Bank of America still isn't the profit colossus that CEO Brian Moynihan promised when he took over the bank in 2010. But that doesn't mean he's not having success.
Take the fourth quarter. On Friday morning, B of A reported that sales fell slightly short of expectations, but that its earnings outpaced what analysts had been looking for. The bank's per-share profits in the last three months of the year were 40 cents, 2 cents better than the consensus estimates. Wall Street applauded, sending shares B of A (bac) higher to $23.24 by midday.
The Big Number: For all of 2016, B of A recorded a 15% increase in earnings-per-share, an extremely strong result. The biggest drivers were a sharp, 5% reduction in total costs to $55 billion, and a drop in provisions for bad loans. B of A wrote off just 0.39% of its portfolio in 2016, versus 0.52% Q4 of 2015, a remarkable improvement that confirms Moynihan relentless focus on managing risk is working.
B of A is substantially shrank its share count via buybacks, and just announced that it will accelerate its stock repurchases of shares in the first six months of 2017 from a previously planned $1.8 billion to $4.3 billion.
According to Moynihan, it's B of A's huge base of extremely low-cost deposits, and its ability to keep those balances growing, that gives the franchise so much potential for big profitability. Warren Buffett, who became a major B of A investor when the bank was still trying to pull itself out of the financial crisis in 2011, agrees. And B of A's deposit profile continues to thrive. In 2016, its balances available for lending grew by $64 billion or 5.3% to $1.261 trillion, with $28 billion arriving in the fourth quarter alone.
What's Still Missing: The problem is still the "Big G," i.e. growth. In 2016, B of A's revenues waxed a mere 1%, barely matching inflation. Moynihan argues that B of A pursues a "responsible growth strategy" of "deepening relationships" with existing retail banking and commercial customers, as opposed to lowering its credit standards by raiding competitors.
That super-cautious approach, however, has a downside. While B of A's deposits increased $64 billion in 2016, it's total loan portfolio expanded by just $10 billion, or just 1.1%. Overall, B of A's deposits far exceed its loans, and it's parking the those excess balances in low-yielding treasuries and mortgage-backed securities, investments that produce far lower returns than the same money put to work in consumer and business loans. That mostly explains its flat revenues.

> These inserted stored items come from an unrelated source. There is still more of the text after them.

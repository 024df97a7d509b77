//! Simple Moving Average.
//!
//! SMA(n)[i] = mean(x[i-n+1..=i])
//! Warmup: first (n-1) rows are undefined.

use crate::domain::error::InputError;
use crate::domain::indicator::{IndicatorSeries, require_positive, trailing};

pub fn sma(series: &[Option<f64>], window: usize) -> Result<IndicatorSeries, InputError> {
    require_positive(window)?;
    Ok((0..series.len())
        .map(|i| trailing(series, i, window).map(|w| w.iter().sum::<f64>() / window as f64))
        .collect())
}

#[cfg(test)]
mod tests {
    use super::*;
    use crate::domain::indicator::defined;
    use approx::assert_relative_eq;

    #[test]
    fn sma_warmup_and_values() {
        let out = sma(&defined(&[1.0, 2.0, 3.0, 4.0, 5.0]), 3).unwrap();
        assert_eq!(out[0], None);
        assert_eq!(out[1], None);
        assert_relative_eq!(out[2].unwrap(), 2.0);
        assert_relative_eq!(out[3].unwrap(), 3.0);
        assert_relative_eq!(out[4].unwrap(), 4.0);
    }

    #[test]
    fn sma_window_one_is_identity() {
        let input = defined(&[7.0, 8.5, 9.0]);
        assert_eq!(sma(&input, 1).unwrap(), input);
    }

    #[test]
    fn sma_window_longer_than_series() {
        let out = sma(&defined(&[1.0, 2.0]), 5).unwrap();
        assert!(out.iter().all(Option::is_none));
    }

    #[test]
    fn sma_undefined_input_poisons_window() {
        let out = sma(&[Some(1.0), None, Some(3.0), Some(5.0)], 2).unwrap();
        assert_eq!(out, vec![None, None, None, Some(4.0)]);
    }

    #[test]
    fn sma_rejects_zero_window() {
        let err = sma(&defined(&[1.0]), 0).unwrap_err();
        assert_eq!(err, InputError::NonPositiveWindow { window: 0 });
    }
}
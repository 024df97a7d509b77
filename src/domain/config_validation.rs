//! Configuration validation.
//!
//! Checks INI-supplied values before any data is loaded, so a bad config
//! fails fast with the offending section and key.

use chrono::NaiveDate;

use crate::domain::error::StratlangError;
use crate::domain::translate::TranslatorKind;
use crate::ports::config_port::ConfigPort;

pub fn validate_backtest_config(config: &dyn ConfigPort) -> Result<(), StratlangError> {
    validate_position_size(config)?;
    validate_slippage(config)?;
    validate_fee(config)?;
    config.get_bool("backtest", "mark_to_market", false)?;
    validate_dates(config)?;
    Ok(())
}

pub fn validate_strategy_config(config: &dyn ConfigPort) -> Result<(), StratlangError> {
    validate_rule_sources(config)?;
    validate_translator(config)?;
    Ok(())
}

fn invalid(section: &str, key: &str, reason: impl Into<String>) -> StratlangError {
    StratlangError::ConfigInvalid {
        section: section.to_string(),
        key: key.to_string(),
        reason: reason.into(),
    }
}

fn validate_position_size(config: &dyn ConfigPort) -> Result<(), StratlangError> {
    let value = config.get_double("backtest", "position_size", 1.0)?;
    if value <= 0.0 || !value.is_finite() {
        return Err(invalid(
            "backtest",
            "position_size",
            "position_size must be positive",
        ));
    }
    Ok(())
}

fn validate_slippage(config: &dyn ConfigPort) -> Result<(), StratlangError> {
    let value = config.get_double("backtest", "slippage_bps", 0.0)?;
    if value < 0.0 {
        return Err(invalid(
            "backtest",
            "slippage_bps",
            "slippage_bps must be non-negative",
        ));
    }
    Ok(())
}

fn validate_fee(config: &dyn ConfigPort) -> Result<(), StratlangError> {
    let value = config.get_double("backtest", "fee_per_trade", 0.0)?;
    if value < 0.0 {
        return Err(invalid(
            "backtest",
            "fee_per_trade",
            "fee_per_trade must be non-negative",
        ));
    }
    Ok(())
}

fn validate_dates(config: &dyn ConfigPort) -> Result<(), StratlangError> {
    let start_date = config_date(config, "start_date")?;
    let end_date = config_date(config, "end_date")?;

    if let (Some(start), Some(end)) = (start_date, end_date) {
        if start > end {
            return Err(invalid(
                "data",
                "start_date",
                "start_date must not be after end_date",
            ));
        }
    }
    Ok(())
}

/// Optional `[data]` date in `YYYY-MM-DD` form.
pub fn config_date(config: &dyn ConfigPort, key: &str) -> Result<Option<NaiveDate>, StratlangError> {
    match config.get_string("data", key) {
        None => Ok(None),
        Some(s) if s.trim().is_empty() => Ok(None),
        Some(s) => NaiveDate::parse_from_str(s.trim(), "%Y-%m-%d")
            .map(Some)
            .map_err(|_| invalid("data", key, format!("invalid {key} format, expected YYYY-MM-DD"))),
    }
}

fn non_empty(config: &dyn ConfigPort, key: &str) -> bool {
    config
        .get_string("strategy", key)
        .is_some_and(|s| !s.trim().is_empty())
}

/// At most one of `dsl`, `entry`/`exit` or `nl`; `entry` and `exit` come as a pair.
fn validate_rule_sources(config: &dyn ConfigPort) -> Result<(), StratlangError> {
    let dsl = non_empty(config, "dsl");
    let entry = non_empty(config, "entry");
    let exit = non_empty(config, "exit");
    let nl = non_empty(config, "nl");

    match (entry, exit) {
        (true, false) => {
            return Err(StratlangError::ConfigMissing {
                section: "strategy".to_string(),
                key: "exit".to_string(),
            });
        }
        (false, true) => {
            return Err(StratlangError::ConfigMissing {
                section: "strategy".to_string(),
                key: "entry".to_string(),
            });
        }
        _ => {}
    }

    let sources = [dsl, entry, nl].iter().filter(|set| **set).count();
    if sources > 1 {
        return Err(invalid(
            "strategy",
            "dsl",
            "set only one of dsl, entry/exit or nl",
        ));
    }
    Ok(())
}

fn validate_translator(config: &dyn ConfigPort) -> Result<(), StratlangError> {
    match config.get_string("strategy", "translator") {
        Some(name) => name
            .parse::<TranslatorKind>()
            .map(|_| ())
            .map_err(|reason| invalid("strategy", "translator", reason)),
        None => Ok(()),
    }
}

#[cfg(test)]
mod tests {
    use super::*;
    use crate::adapters::file_config_adapter::FileConfigAdapter;

    fn make_config(content: &str) -> FileConfigAdapter {
        FileConfigAdapter::from_string(content).unwrap()
    }

    #[test]
    fn valid_backtest_config_passes() {
        let config = make_config(
            r#"
[data]
csv = prices.csv
start_date = 2020-01-01
end_date = 2024-12-31

[backtest]
position_size = 0.5
slippage_bps = 5
fee_per_trade = 1.0
mark_to_market = true
"#,
        );
        assert!(validate_backtest_config(&config).is_ok());
    }

    #[test]
    fn empty_config_uses_defaults() {
        let config = make_config("[backtest]\n");
        assert!(validate_backtest_config(&config).is_ok());
        assert!(validate_strategy_config(&config).is_ok());
    }

    #[test]
    fn position_size_zero_fails() {
        let config = make_config("[backtest]\nposition_size = 0\n");
        let err = validate_backtest_config(&config).unwrap_err();
        assert!(matches!(err, StratlangError::ConfigInvalid { key, .. } if key == "position_size"));
    }

    #[test]
    fn position_size_negative_fails() {
        let config = make_config("[backtest]\nposition_size = -0.5\n");
        let err = validate_backtest_config(&config).unwrap_err();
        assert!(matches!(err, StratlangError::ConfigInvalid { key, .. } if key == "position_size"));
    }

    #[test]
    fn slippage_negative_fails() {
        let config = make_config("[backtest]\nslippage_bps = -1\n");
        let err = validate_backtest_config(&config).unwrap_err();
        assert!(matches!(err, StratlangError::ConfigInvalid { key, .. } if key == "slippage_bps"));
    }

    #[test]
    fn fee_negative_fails() {
        let config = make_config("[backtest]\nfee_per_trade = -0.01\n");
        let err = validate_backtest_config(&config).unwrap_err();
        assert!(matches!(err, StratlangError::ConfigInvalid { key, .. } if key == "fee_per_trade"));
    }

    #[test]
    fn unparseable_numbers_fail_instead_of_defaulting() {
        let config = make_config("[backtest]\nposition_size = abc\n");
        let err = validate_backtest_config(&config).unwrap_err();
        assert!(matches!(err, StratlangError::ConfigInvalid { key, .. } if key == "position_size"));

        let config = make_config("[backtest]\nslippage_bps = nan\n");
        let err = validate_backtest_config(&config).unwrap_err();
        assert!(matches!(err, StratlangError::ConfigInvalid { key, .. } if key == "slippage_bps"));
    }

    #[test]
    fn unparseable_mark_to_market_fails() {
        let config = make_config("[backtest]\nmark_to_market = sometimes\n");
        let err = validate_backtest_config(&config).unwrap_err();
        assert!(matches!(err, StratlangError::ConfigInvalid { key, .. } if key == "mark_to_market"));
    }

    #[test]
    fn invalid_date_format_fails() {
        let config = make_config("[data]\nstart_date = 2020/01/01\n");
        let err = validate_backtest_config(&config).unwrap_err();
        assert!(matches!(err, StratlangError::ConfigInvalid { key, .. } if key == "start_date"));
    }

    #[test]
    fn start_after_end_fails() {
        let config = make_config("[data]\nstart_date = 2024-12-31\nend_date = 2020-01-01\n");
        let err = validate_backtest_config(&config).unwrap_err();
        assert!(matches!(err, StratlangError::ConfigInvalid { key, .. } if key == "start_date"));
    }

    #[test]
    fn same_start_and_end_is_allowed() {
        let config = make_config("[data]\nstart_date = 2024-01-02\nend_date = 2024-01-02\n");
        assert!(validate_backtest_config(&config).is_ok());
    }

    #[test]
    fn config_date_reads_optional_dates() {
        let config = make_config("[data]\nstart_date = 2021-03-04\n");
        assert_eq!(
            config_date(&config, "start_date").unwrap(),
            NaiveDate::from_ymd_opt(2021, 3, 4)
        );
        assert_eq!(config_date(&config, "end_date").unwrap(), None);
    }

    #[test]
    fn entry_without_exit_fails() {
        let config = make_config("[strategy]\nentry = close > 1\n");
        let err = validate_strategy_config(&config).unwrap_err();
        assert!(matches!(err, StratlangError::ConfigMissing { key, .. } if key == "exit"));
    }

    #[test]
    fn two_rule_sources_fail() {
        let config = make_config(
            "[strategy]\ndsl = ENTRY: close > 1 EXIT: close < 1\nnl = Buy when RSI is below 30\n",
        );
        let err = validate_strategy_config(&config).unwrap_err();
        assert!(matches!(err, StratlangError::ConfigInvalid { key, .. } if key == "dsl"));
    }

    #[test]
    fn unknown_translator_fails() {
        let config = make_config("[strategy]\nnl = Buy when RSI is below 30\ntranslator = spacy\n");
        let err = validate_strategy_config(&config).unwrap_err();
        assert!(matches!(err, StratlangError::ConfigInvalid { key, .. } if key == "translator"));
    }

    #[test]
    fn entry_exit_pair_passes() {
        let config = make_config(
            "[strategy]\nentry = close > SMA(close, 20)\nexit = close < SMA(close, 20)\ntranslator = sentence\n",
        );
        assert!(validate_strategy_config(&config).is_ok());
    }
}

Its loan book has been growing so slowly that its net interest income—the spread between its cost of deposits and the interest it charges on loans—actually declined throughout 2016, even as interest rates—what the bank can charge on loans—rose.
What's Promising: For years, B of A has been fighting two headwinds: Extremely low interest rates, and a sluggish economy that, in Moynihan's view, made new lending extremely difficult without shouldering the excessive risk. Keep in mind that reckless risk-taking almost sank B of A in the financial crisis. (Moynihan certainly does.)
But on the fourth quarter conference call, Moynihan cited signs of a major reversal in both factors. The generally restrained, laconic Moynihan spoke glowingly of an rise in both consumer and business optimism. "Optimism for positive change is palpable," he said on the conference call.
"It began through the summer and into the fall. We're seeing greater business confidence. I'm optimistic policies will be supportive of growth. The optimism is translating into loan balances."
So it's likely that B of A's lending will rise at a far faster rate in 2017. In addition, CFO Paul Donofrio stated that the Fed's recent rate increase, and a 0.75 percentage point rise in long-term rates since the end of September, should increase revenue from lending by $600 million in the first quarter of 2017, and that the number, quarter by quarter, should grow from there.
At the same time, Moynihan is pledging to keep hammering expenses even as B of A finally starts really growing. His target for late 2018: $53 billion, or $2 billion less than what B of A spent in 2016, on what should be a far bigger revenue base.
The Big Takeaway: If the combination of bigger revenues from higher rates, a growing loan portfolio, and declining expenses works, Moynihan will finally deliver the profit colossus—earning in the range of the roughly $25 billion a year that J.P. Morgan Chase brings in—that he promised more than half a decade ago.
Investors are already impressed. B of A's stock has surged 43% since early November, adding $70 billion in market cap and easily outpacing Wells Fargo and J.P. Morgan. Moynihan's view is that a bank with over $1.1 trillion in sticky, low-cost deposits, mainly in interest-free checking, should be a money machine as long as it doesn't periodically give all the money back by taking reckless risks. That, though, has been the history of many of America's big banks, very much including B of A.
Moynihan, it's clear, gets that. We're now seeing that his long-questioned vision was probably the right one from the start.